fn ensure_cell(cell: u8) -> Result<(), ServiceError> {
    if is_valid_cell(cell) {
        Ok(())
    } else {
        Err(ServiceError::InvalidInput(format!(
            "cell {cell} is out of range (expected 0..{})",
            CELL_COUNT - 1
        )))
    }
}

/// Trim `text` and cap it at `max_chars`; blank input yields `None`.
fn normalize_text(text: Option<&str>, max_chars: usize) -> Option<String> {
    let trimmed = text.map(str::trim).filter(|text| !text.is_empty())?;
    Some(trimmed.chars().take(max_chars).collect())
}

/// Saturating conversion of a collection size to a stored counter.
pub(crate) fn count(len: usize) -> u32 {
    u32::try_from(len).unwrap_or(u32::MAX)
}

/// Outcome of a projection write. Projections are rewritten in full by the next mutation,
/// so a failure is logged instead of failing a call whose source record is already stored.
fn log_projection(board: &str, projection: &'static str, result: StorageResult<()>) {
    if let Err(err) = result {
        warn!(board, projection, error = %err, "projection write failed");
    }
}

/// Card, comments, center text, lines and counters of `board`.
pub async fn get_board(state: &SharedState, board: &str) -> Result<BoardView, ServiceError> {
    let repo = state.board(board).await?;
    let marked = repo.marked_cells().await?;
    let comments = repo.comments().await?;
    let center_text = repo
        .center_text()
        .await?
        .unwrap_or_else(|| DEFAULT_CENTER_TEXT.to_owned());
    let ledger = repo.ledger().await?;

    Ok(BoardView {
        board: repo.board().to_owned(),
        comments: comments_by_cell(&comments),
        center_text,
        confirmed_lines: ledger.lines().iter().map(Into::into).collect(),
        locked_cells: lines::locked_cells(ledger.lines()).into_iter().collect(),
        pending_lines: lines::detect(&marked, ledger.lines())
            .into_iter()
            .map(Into::into)
            .collect(),
        confirmed_count: count(ledger.confirmed_count()),
        marked_count: count(marked.len()),
        first_confirmation: ledger.first_confirmed_at().map(str::to_owned),
        marked_cells: marked.into_iter().collect(),
    })
}

/// Persist `next` as the marked set unless it flips a locked cell.
///
/// The card is the only write that can fail the call; `markedCount` follows it as a projection.
async fn commit_marked(
    repo: &BoardRepository,
    ledger: &ConfirmationLedger,
    current: &BTreeSet<u8>,
    next: BTreeSet<u8>,
) -> Result<MarkedCellsResponse, ServiceError> {
    let flipped = lines::locked_cells(ledger.lines())
        .into_iter()
        .filter(|cell| *cell != CENTER_INDEX && current.contains(cell) != next.contains(cell))
        .collect::<Vec<_>>();
    if !flipped.is_empty() {
        return Err(ServiceError::CellLocked { cells: flipped });
    }

    let marked_count = count(next.len());
    repo.set_marked_cells(&next).await?;
    log_projection(
        repo.board(),
        "markedCount",
        repo.set_marked_count(marked_count).await,
    );

    let pending_lines = lines::detect(&next, ledger.lines())
        .into_iter()
        .map(LineSummary::from)
        .collect::<Vec<_>>();
    if !pending_lines.is_empty() {
        debug!(
            board = repo.board(),
            pending = pending_lines.len(),
            "completed lines awaiting confirmation"
        );
    }

    Ok(MarkedCellsResponse {
        marked_cells: next.into_iter().collect(),
        marked_count,
        pending_lines,
    })
}

/// Replace the marked set of `board` and report the lines now waiting for confirmation.
pub async fn set_marked_cells(
    state: &SharedState,
    board: &str,
    cells: Vec<u8>,
) -> Result<MarkedCellsResponse, ServiceError> {
    for cell in &cells {
        ensure_cell(*cell)?;
    }

    let repo = state.board(board).await?;
    let ledger = repo.ledger().await?;
    let current = repo.marked_cells().await?;
    commit_marked(&repo, &ledger, &current, cells.into_iter().collect()).await
}

/// Mark or unmark a single cell of `board`.
pub async fn toggle_cell(
    state: &SharedState,
    board: &str,
    cell: u8,
    marked: bool,
) -> Result<MarkedCellsResponse, ServiceError> {
    ensure_cell(cell)?;

    let repo = state.board(board).await?;
    let ledger = repo.ledger().await?;
    let current = repo.marked_cells().await?;

    let mut next = current.clone();
    if marked {
        next.insert(cell);
    } else {
        next.remove(&cell);
    }
    commit_marked(&repo, &ledger, &current, next).await
}

/// Set the comment of `cell`, or remove it when `text` is missing or blank.
///
/// Comments stay editable on locked cells.
pub async fn upsert_comment(
    state: &SharedState,
    board: &str,
    cell: u8,
    text: Option<String>,
) -> Result<CommentsResponse, ServiceError> {
    ensure_cell(cell)?;

    let repo = state.board(board).await?;
    let mut comments = repo.comments().await?;
    match normalize_text(text.as_deref(), MAX_COMMENT_CHARS) {
        Some(text) => {
            debug!(board = repo.board(), cell, "comment updated");
            comments.insert(cell, text);
        }
        None => {
            debug!(board = repo.board(), cell, "comment removed");
            comments.remove(&cell);
        }
    }
    repo.set_comments(&comments).await?;

    Ok(CommentsResponse {
        comments: comments_by_cell(&comments),
    })
}

/// Remove the comment of `cell`.
pub async fn delete_comment(
    state: &SharedState,
    board: &str,
    cell: u8,
) -> Result<CommentsResponse, ServiceError> {
    upsert_comment(state, board, cell, None).await
}

/// Replace the center cell text; missing or blank text restores the default.
pub async fn set_center_text(
    state: &SharedState,
    board: &str,
    text: Option<String>,
) -> Result<CenterTextResponse, ServiceError> {
    let repo = state.board(board).await?;
    let center_text = normalize_text(text.as_deref(), MAX_CENTER_TEXT_CHARS)
        .unwrap_or_else(|| DEFAULT_CENTER_TEXT.to_owned());
    repo.set_center_text(&center_text).await?;
    debug!(board = repo.board(), text = %center_text, "center text updated");

    Ok(CenterTextResponse { center_text })
}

- About this exercise: Copy out, in full, each line above that has the word "detect" in it.

- Finished exercise:
        pending_lines: lines::detect(&marked, ledger.lines())
    let pending_lines = lines::detect(&next, ledger.lines())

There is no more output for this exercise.